A bankruptcy judge on Thursday will consider a request by James Giddens, the trustee supervising the liquidation of the MF Global Inc broker-dealer unit, to release $520 million to between 15,000 and 21,000 commodities customers who held only cash in their accounts.
The amount represents 60 percent of the $869 million of cash that had been frozen, Giddens said in papers filed late Tuesday in U.S. bankruptcy court in Manhattan. A transfer could be made "within days" of court approval, Giddens said.
Commodities traders and exchanges have clamored for the release of the money. They contend that the freeze punished customers who amassed the cash by liquidating their trading positions prior to MF Global's bankruptcy.

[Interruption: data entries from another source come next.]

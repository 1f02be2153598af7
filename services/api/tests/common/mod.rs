//! Shared fixtures for the API integration tests: an in-memory store that
//! implements the store ports, and helpers that drive the router directly.

#![allow(dead_code)]

use api_lib::config::{Config, SignInFailurePolicy};
use api_lib::web::{self, state::AppState};
use async_trait::async_trait;
use axum::{
    body::Body,
    http::{header, HeaderValue, Request, StatusCode},
    Router,
};
use chrono::{DateTime, Duration, Utc};
use sat_prep_core::domain::{
    AuthSession, Role, SatTest, SatTestDraft, Student, StudentDetails, TestAttempt, User,
};
use sat_prep_core::ports::{AssignmentStore, DatabaseService, PortError, PortResult};
use serde_json::Value;
use std::collections::{HashMap, HashSet};
use std::sync::atomic::{AtomicBool, Ordering};
use std::sync::{Arc, Mutex};
use tower::ServiceExt;
use uuid::Uuid;

pub const SECRET: &str = "test-bridge-secret";

//=========================================================================================
// In-memory store
//=========================================================================================

#[derive(Default)]
struct Tables {
    users: Vec<User>,
    sessions: HashMap<String, AuthSession>,
    tests: Vec<SatTest>,
    students: Vec<Student>,
    attempts: Vec<TestAttempt>,
    ticks: i64,
}

impl Tables {
    /// Strictly increasing timestamps so "newest first" is deterministic.
    fn now(&mut self) -> DateTime<Utc> {
        self.ticks += 1;
        Utc::now() + Duration::milliseconds(self.ticks)
    }
}

#[derive(Default)]
pub struct MemoryStore {
    tables: Mutex<Tables>,
    /// When set, `upsert_user` fails as if the database were unreachable.
    pub fail_upserts: AtomicBool,
    /// When set, every SAT test, student, assignment and attempt call fails.
    /// Users and auth sessions keep working so requests get past the middleware.
    pub fail_queries: AtomicBool,
    /// Students whose assignment list cannot be read.
    pub broken_students: Mutex<HashSet<Uuid>>,
    /// When set, every assignment compare-and-set loses, as if another writer
    /// always got in first.
    pub contend_assignments: AtomicBool,
    /// When set, `list_sat_tests` panics.
    pub panic_on_list: AtomicBool,
}

pub const STORE_DETAIL: &str = "could not connect to server: Connection refused (10.0.0.5:5432)";

impl MemoryStore {
    fn check(&self) -> PortResult<()> {
        if self.fail_queries.load(Ordering::SeqCst) {
            return Err(PortError::Unexpected(STORE_DETAIL.to_string()));
        }
        Ok(())
    }

    pub fn break_student(&self, id: Uuid) {
        self.broken_students.lock().unwrap().insert(id);
    }

    pub fn user_count(&self) -> usize {
        self.tables.lock().unwrap().users.len()
    }

    pub fn student(&self, id: Uuid) -> Student {
        let tables = self.tables.lock().unwrap();
        tables
            .students
            .iter()
            .find(|s| s.id == id)
            .cloned()
            .expect("student exists")
    }

    pub fn insert_attempt(&self, test_id: Uuid, student_id: Uuid, score: Option<i32>, status: &str) -> Uuid {
        let mut tables = self.tables.lock().unwrap();
        let start_time = tables.now();
        let id = Uuid::new_v4();
        tables.attempts.push(TestAttempt {
            id,
            test_id,
            student_id,
            score,
            status: status.to_string(),
            start_time,
        });
        id
    }
}

#[async_trait]
impl AssignmentStore for MemoryStore {
    async fn get_student_exams(&self, student_id: Uuid) -> PortResult<Vec<Uuid>> {
        self.check()?;
        if self.broken_students.lock().unwrap().contains(&student_id) {
            return Err(PortError::Unexpected(STORE_DETAIL.to_string()));
        }
        let tables = self.tables.lock().unwrap();
        tables
            .students
            .iter()
            .find(|s| s.id == student_id)
            .map(|s| s.student_exams.clone())
            .ok_or_else(|| PortError::NotFound(format!("Student {}", student_id)))
    }

    async fn replace_student_exams(
        &self,
        student_id: Uuid,
        expected: &[Uuid],
        updated: &[Uuid],
    ) -> PortResult<bool> {
        self.check()?;
        if self.contend_assignments.load(Ordering::SeqCst) {
            return Ok(false);
        }
        let mut tables = self.tables.lock().unwrap();
        let student = tables
            .students
            .iter_mut()
            .find(|s| s.id == student_id)
            .ok_or_else(|| PortError::NotFound(format!("Student {}", student_id)))?;
        if student.student_exams != expected {
            return Ok(false);
        }
        student.student_exams = updated.to_vec();
        Ok(true)
    }
}

#[async_trait]
impl DatabaseService for MemoryStore {
    async fn upsert_user(&self, email: &str, name: Option<&str>) -> PortResult<User> {
        if self.fail_upserts.load(Ordering::SeqCst) {
            return Err(PortError::Unexpected("connection refused".to_string()));
        }
        let mut tables = self.tables.lock().unwrap();
        if let Some(user) = tables.users.iter_mut().find(|u| u.email == email) {
            if let Some(name) = name {
                user.name = Some(name.to_string());
            }
            return Ok(user.clone());
        }
        let created_at = tables.now();
        let user = User {
            id: Uuid::new_v4(),
            email: email.to_string(),
            name: name.map(str::to_string),
            role: None,
            created_at,
        };
        tables.users.push(user.clone());
        Ok(user)
    }

    async fn get_user_by_email(&self, email: &str) -> PortResult<User> {
        let tables = self.tables.lock().unwrap();
        tables
            .users
            .iter()
            .find(|u| u.email == email)
            .cloned()
            .ok_or_else(|| PortError::NotFound(format!("User {}", email)))
    }

    async fn set_user_role(&self, user_id: Uuid, role: Role) -> PortResult<User> {
        let mut tables = self.tables.lock().unwrap();
        let user = tables
            .users
            .iter_mut()
            .find(|u| u.id == user_id)
            .ok_or_else(|| PortError::NotFound(format!("User {}", user_id)))?;
        user.role = Some(role);
        Ok(user.clone())
    }

    async fn create_auth_session(&self, session: &AuthSession) -> PortResult<()> {
        let mut tables = self.tables.lock().unwrap();
        tables.sessions.insert(session.id.clone(), session.clone());
        Ok(())
    }

    async fn resolve_auth_session(&self, session_id: &str) -> PortResult<User> {
        let tables = self.tables.lock().unwrap();
        let session = tables
            .sessions
            .get(session_id)
            .filter(|s| s.expires_at > Utc::now())
            .ok_or_else(|| PortError::NotFound("Session".to_string()))?;
        tables
            .users
            .iter()
            .find(|u| u.id == session.user_id)
            .cloned()
            .ok_or_else(|| PortError::NotFound("Session".to_string()))
    }

    async fn delete_auth_session(&self, session_id: &str) -> PortResult<()> {
        self.tables.lock().unwrap().sessions.remove(session_id);
        Ok(())
    }

    async fn list_sat_tests(&self) -> PortResult<Vec<SatTest>> {
        if self.panic_on_list.load(Ordering::SeqCst) {
            panic!("sat_tests row failed to decode");
        }
        self.check()?;
        let mut tests = self.tables.lock().unwrap().tests.clone();
        tests.sort_by(|a, b| b.created_at.cmp(&a.created_at));
        Ok(tests)
    }

    async fn get_sat_test(&self, id: Uuid) -> PortResult<SatTest> {
        self.check()?;
        let tables = self.tables.lock().unwrap();
        tables
            .tests
            .iter()
            .find(|t| t.id == id)
            .cloned()
            .ok_or_else(|| PortError::NotFound(format!("SAT test {}", id)))
    }

    async fn get_sat_tests_by_ids(&self, ids: &[Uuid]) -> PortResult<Vec<SatTest>> {
        self.check()?;
        let tables = self.tables.lock().unwrap();
        // Reverse insertion order, so callers cannot rely on it.
        Ok(tables
            .tests
            .iter()
            .rev()
            .filter(|t| ids.contains(&t.id))
            .cloned()
            .collect())
    }

    async fn create_sat_test(&self, draft: &SatTestDraft) -> PortResult<SatTest> {
        self.check()?;
        let mut tables = self.tables.lock().unwrap();
        let created_at = tables.now();
        let test = SatTest {
            id: Uuid::new_v4(),
            name: draft.name.clone(),
            questions: draft.questions.clone(),
            status: draft.status,
            sections: draft.sections.clone(),
            total_time: draft.total_time,
            created_at,
            share_id: None,
        };
        tables.tests.push(test.clone());
        Ok(test)
    }

    async fn update_sat_test(&self, id: Uuid, draft: &SatTestDraft) -> PortResult<SatTest> {
        self.check()?;
        let mut tables = self.tables.lock().unwrap();
        let test = tables
            .tests
            .iter_mut()
            .find(|t| t.id == id)
            .ok_or_else(|| PortError::NotFound(format!("SAT test {}", id)))?;
        test.name = draft.name.clone();
        test.questions = draft.questions.clone();
        test.status = draft.status;
        test.sections = draft.sections.clone();
        test.total_time = draft.total_time;
        Ok(test.clone())
    }

    async fn delete_sat_test(&self, id: Uuid) -> PortResult<()> {
        self.check()?;
        self.tables.lock().unwrap().tests.retain(|t| t.id != id);
        Ok(())
    }

    async fn list_students(&self) -> PortResult<Vec<Student>> {
        self.check()?;
        let mut students = self.tables.lock().unwrap().students.clone();
        students.sort_by(|a, b| b.created_at.cmp(&a.created_at));
        Ok(students)
    }

    async fn create_student(&self, details: &StudentDetails) -> PortResult<Student> {
        self.check()?;
        let mut tables = self.tables.lock().unwrap();
        let created_at = tables.now();
        let student = Student {
            id: Uuid::new_v4(),
            name: details.name.clone(),
            email: details.email.clone(),
            student_exams: Vec::new(),
            created_at,
        };
        tables.students.push(student.clone());
        Ok(student)
    }

    async fn update_student(&self, id: Uuid, details: &StudentDetails) -> PortResult<Student> {
        self.check()?;
        let mut tables = self.tables.lock().unwrap();
        let student = tables
            .students
            .iter_mut()
            .find(|s| s.id == id)
            .ok_or_else(|| PortError::NotFound(format!("Student {}", id)))?;
        student.name = details.name.clone();
        student.email = details.email.clone();
        Ok(student.clone())
    }

    async fn list_attempts_for_student(&self, student_id: Uuid) -> PortResult<Vec<TestAttempt>> {
        self.check()?;
        let tables = self.tables.lock().unwrap();
        let mut attempts: Vec<TestAttempt> = tables
            .attempts
            .iter()
            .filter(|a| a.student_id == student_id)
            .cloned()
            .collect();
        attempts.sort_by(|a, b| b.start_time.cmp(&a.start_time));
        Ok(attempts)
    }
}

//=========================================================================================
// Router harness
//=========================================================================================

pub struct TestApp {
    pub router: Router,
    pub store: Arc<MemoryStore>,
}

pub fn test_config(policy: SignInFailurePolicy) -> Config {
    Config {
        bind_address: "127.0.0.1:0".parse().unwrap(),
        database_url: "postgres://unused".to_string(),
        log_level: tracing::Level::INFO,
        db_max_connections: 1,
        cors_origin: HeaderValue::from_static("http://localhost:3000"),
        identity_bridge_secret: SECRET.to_string(),
        signin_failure_policy: policy,
        session_ttl_days: 30,
    }
}

pub fn test_app() -> TestApp {
    test_app_with(SignInFailurePolicy::Reject)
}

pub fn test_app_with(policy: SignInFailurePolicy) -> TestApp {
    let store = Arc::new(MemoryStore::default());
    let state = Arc::new(AppState {
        db: store.clone(),
        config: Arc::new(test_config(policy)),
    });
    TestApp {
        router: web::router(state),
        store,
    }
}

pub struct TestResponse {
    pub status: StatusCode,
    pub set_cookie: Option<String>,
    pub body: Value,
}

impl TestApp {
    pub async fn request(
        &self,
        method: &str,
        uri: &str,
        cookie: Option<&str>,
        body: Option<Value>,
    ) -> TestResponse {
        let mut builder = Request::builder().method(method).uri(uri);
        if let Some(cookie) = cookie {
            builder = builder.header(header::COOKIE, cookie);
        }
        let body = match body {
            Some(json) => {
                builder = builder.header(header::CONTENT_TYPE, "application/json");
                Body::from(json.to_string())
            }
            None => Body::empty(),
        };
        self.send(builder.body(body).unwrap()).await
    }

    pub async fn send(&self, request: Request<Body>) -> TestResponse {
        let response = self.router.clone().oneshot(request).await.unwrap();
        let status = response.status();
        let set_cookie = response
            .headers()
            .get(header::SET_COOKIE)
            .map(|v| v.to_str().unwrap().to_string());
        let bytes = axum::body::to_bytes(response.into_body(), usize::MAX)
            .await
            .unwrap();
        let body = if bytes.is_empty() {
            Value::Null
        } else {
            serde_json::from_slice(&bytes).unwrap()
        };
        TestResponse {
            status,
            set_cookie,
            body,
        }
    }

    /// Signs in through the identity bridge and returns the `Cookie` header value.
    pub async fn sign_in(&self, email: &str) -> String {
        let request = Request::builder()
            .method("POST")
            .uri("/api/auth/sign-in")
            .header(header::CONTENT_TYPE, "application/json")
            .header("x-identity-secret", SECRET)
            .body(Body::from(
                serde_json::json!({ "email": email, "name": "Test User" }).to_string(),
            ))
            .unwrap();
        let response = self.send(request).await;
        assert_eq!(response.status, StatusCode::OK, "{:?}", response.body);
        let set_cookie = response.set_cookie.expect("sign-in sets a cookie");
        set_cookie
            .split(';')
            .next()
            .unwrap()
            .to_string()
    }

    /// Signs in and selects `role`, returning the `Cookie` header value.
    pub async fn sign_in_as(&self, email: &str, role: &str) -> String {
        let cookie = self.sign_in(email).await;
        let response = self
            .request(
                "POST",
                "/api/auth/role",
                Some(&cookie),
                Some(serde_json::json!({ "type": role })),
            )
            .await;
        assert_eq!(response.status, StatusCode::OK, "{:?}", response.body);
        cookie
    }

    pub async fn instructor(&self) -> String {
        self.sign_in_as("instructor@example.com", "instructor").await
    }
}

Customers may still get a payout even as investigators continue their pursuit of about $600 million that has gone missing from accounts of MF Global.
The Commodity Customer Coalition, a group of former MF Global customers, on Wednesday said Giddens should be distributing even more money, saying the trustee has access to more than $1.4 billion.
Commingled accounts
MF Global filed for bankruptcy protection on Oct. 31 amid a liquidity crunch as customers, credit-rating agencies and counterparties worried about its $6.3 billion bet on European sovereign debt.
New York-based MF Global had been run by former Goldman Sachs & Co chief Jon Corzine, who resigned on Nov. 4.
The bankruptcy was the seventh-largest in U.S. history, according to BankruptcyData.com and Reuters data.
Giddens' request to release the customer cash is scheduled to be considered Thursday morning at 11 a.m. ET (1600 GMT) by U.S. Bankruptcy Judge Martin Glenn.
Prior to that, the judge is expected to hold a hearing on Wednesday afternoon to address other matters in the MF Global bankruptcy. Lawyers for MF Global may discuss the status of the missing funds and any progress in obtaining financing to keep the company operating while in bankruptcy.
Some of the regulatory focus on MF Global's collapse concerns whether the company improperly mixed customer funds with its own.
Scott O'Malia, a commissioner at the Commodity Futures Trading Commission, urged his agency to help ensure that intermediaries such as MF Global properly maintain segregated accounts, and even perhaps hire independent overseers.
"Many have said that the failure of MF Global was not systemic and that we are lucky. I don't view it in the same light," O'Malia said in a statement posted on the CFTC website.
O'Malia urged the CFTC to require greater disclosures to customers about brokerages' proprietary trading, risk exposure, and means to ensure that their funds are segregated.
"The Commission must use MF Global as its own teachable moment" and reconsider its rulemaking pursuant to last year's Dodd-Frank financial reform law," said O'Malia, one of two Republican commissioners on the five-member CFTC.
SEC looking too
Other agencies, including the Department of Justice and the Securities and Exchange Commission, are also trying to locate the missing customer funds.
"What the firm self-reported was a shortfall on the futures side," Robert Cook, director of the SEC division of trading and markets, told the Senate Banking Committee. "As you can imagine, we are not taking that at face value."
Cook added that absent the shortfall, there would have been a "significant chance" that MF Global could have been saved.
The shortfall became apparent just hours before MF Global's bankruptcy and in part prompted Interactive Brokers Group Inc to abandon talks to buy many of the company's assets.
Giddens said CME Group Inc, which operates the world's largest futures exchange, proposed a $250 million guarantee to the MF Global Inc bankruptcy estate in case some of the payouts ultimately prove too high.
A federal insurance fund covering brokerage customers does not extend to commodities customers.
The cases are In re: MF Global Holdings Ltd et al, U.S. Bankruptcy Court, Southern District of New York, No. 11-15059; and In re: MF Global Inc in the same court, No. 11-02790.